[Stored data entries]
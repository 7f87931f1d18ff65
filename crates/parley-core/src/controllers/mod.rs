pub mod orchestrator;
mod realtime_link;
pub mod run_controller;
pub mod scheduler;

pub use orchestrator::{
    Orchestrator, OrchestratorContext, SubmissionHandle, SubmissionOutcome, SubmitRequest,
};
pub use run_controller::{AssistantRunController, RunContext, RunEventSink, RunSettings};
pub use scheduler::{ScheduleInfo, ScheduleSpec, TaskEventHandler, TaskScheduler};
use std::collections::HashSet;
use std::sync::Arc;
use std::sync::atomic::{AtomicU64, Ordering};

use parking_lot::RwLock;
use tracing::trace;

use crate::models::{AppEvent, EventKind};

pub type SubscriptionId = u64;

type Handler = Arc<dyn Fn(&AppEvent) + Send + Sync>;

struct Subscription {
    id: SubscriptionId,
    /// `None` receives every event.
    kinds: Option<HashSet<EventKind>>,
    handler: Handler,
}

/// Dispatches tagged events to handlers registered for a subset of kinds.
///
/// Delivery is synchronous on the publishing task, so events of one run
/// reach every handler in emission order. Handlers must not block; the
/// presentation layer typically forwards into a channel.
#[derive(Default)]
pub struct EventBus {
    subscriptions: RwLock<Vec<Subscription>>,
    next_id: AtomicU64,
}

impl EventBus {
    pub fn new() -> Self {
        Self::default()
    }

    pub fn subscribe(
        &self,
        kinds: &[EventKind],
        handler: impl Fn(&AppEvent) + Send + Sync + 'static,
    ) -> SubscriptionId {
        self.register(Some(kinds.iter().copied().collect()), Arc::new(handler))
    }

    pub fn subscribe_all(&self, handler: impl Fn(&AppEvent) + Send + Sync + 'static) -> SubscriptionId {
        self.register(None, Arc::new(handler))
    }

    fn register(&self, kinds: Option<HashSet<EventKind>>, handler: Handler) -> SubscriptionId {
        let id = self.next_id.fetch_add(1, Ordering::Relaxed);
        self.subscriptions.write().push(Subscription { id, kinds, handler });
        id
    }

    pub fn unsubscribe(&self, id: SubscriptionId) -> bool {
        let mut subscriptions = self.subscriptions.write();
        let before = subscriptions.len();
        subscriptions.retain(|s| s.id != id);
        subscriptions.len() != before
    }

    pub fn publish(&self, event: AppEvent) {
        let kind = event.kind();
        // Handlers run outside the lock so they may (un)subscribe.
        let handlers: Vec<Handler> = self
            .subscriptions
            .read()
            .iter()
            .filter(|s| s.kinds.as_ref().is_none_or(|k| k.contains(&kind)))
            .map(|s| s.handler.clone())
            .collect();

        trace!(kind = ?kind, handlers = handlers.len(), "Publishing event");
        for handler in handlers {
            handler(&event);
        }
    }
}

#[cfg(test)]
mod tests {
    use super::*;
    use crate::models::ViewEvent;
    use parking_lot::Mutex;

    fn error(message: &str) -> AppEvent {
        AppEvent::View(ViewEvent::Error {
            message: message.to_string(),
        })
    }

    fn thread_deleted(name: &str) -> AppEvent {
        AppEvent::View(ViewEvent::ThreadDeleted {
            name: name.to_string(),
        })
    }

    #[test]
    fn test_handlers_only_receive_registered_kinds() {
        let bus = EventBus::new();
        let errors = Arc::new(Mutex::new(Vec::new()));
        let everything = Arc::new(Mutex::new(Vec::new()));

        let sink = errors.clone();
        bus.subscribe(&[EventKind::Error], move |e| sink.lock().push(e.clone()));
        let sink = everything.clone();
        bus.subscribe_all(move |e| sink.lock().push(e.clone()));

        bus.publish(error("boom"));
        bus.publish(thread_deleted("old"));

        assert_eq!(errors.lock().len(), 1);
        assert_eq!(everything.lock().len(), 2);
    }

    #[test]
    fn test_events_arrive_in_order() {
        let bus = EventBus::new();
        let seen = Arc::new(Mutex::new(Vec::new()));
        let sink = seen.clone();
        bus.subscribe(&[EventKind::Error], move |e| {
            if let AppEvent::View(ViewEvent::Error { message }) = e {
                sink.lock().push(message.clone());
            }
        });

        for i in 0..5 {
            bus.publish(error(&i.to_string()));
        }
        assert_eq!(*seen.lock(), vec!["0", "1", "2", "3", "4"]);
    }

    #[test]
    fn test_unsubscribe() {
        let bus = EventBus::new();
        let count = Arc::new(Mutex::new(0));
        let sink = count.clone();
        let id = bus.subscribe_all(move |_| *sink.lock() += 1);

        bus.publish(error("a"));
        assert!(bus.unsubscribe(id));
        assert!(!bus.unsubscribe(id));
        bus.publish(error("b"));
        assert_eq!(*count.lock(), 1);
    }
}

What the task requires.
In the records above, retype exactly the lines from the one with "let sink = everything.clone();" through the last one.

Solution for this task.
        let sink = everything.clone();
        bus.subscribe_all(move |e| sink.lock().push(e.clone()));

        bus.publish(error("boom"));
        bus.publish(thread_deleted("old"));

        assert_eq!(errors.lock().len(), 1);
        assert_eq!(everything.lock().len(), 2);
    }

    #[test]
    fn test_events_arrive_in_order() {
        let bus = EventBus::new();
        let seen = Arc::new(Mutex::new(Vec::new()));
        let sink = seen.clone();
        bus.subscribe(&[EventKind::Error], move |e| {
            if let AppEvent::View(ViewEvent::Error { message }) = e {
                sink.lock().push(message.clone());
            }
        });

        for i in 0..5 {
            bus.publish(error(&i.to_string()));
        }
        assert_eq!(*seen.lock(), vec!["0", "1", "2", "3", "4"]);
    }

    #[test]
    fn test_unsubscribe() {
        let bus = EventBus::new();
        let count = Arc::new(Mutex::new(0));
        let sink = count.clone();
        let id = bus.subscribe_all(move |_| *sink.lock() += 1);

        bus.publish(error("a"));
        assert!(bus.unsubscribe(id));
        assert!(!bus.unsubscribe(id));
        bus.publish(error("b"));
        assert_eq!(*count.lock(), 1);
    }
}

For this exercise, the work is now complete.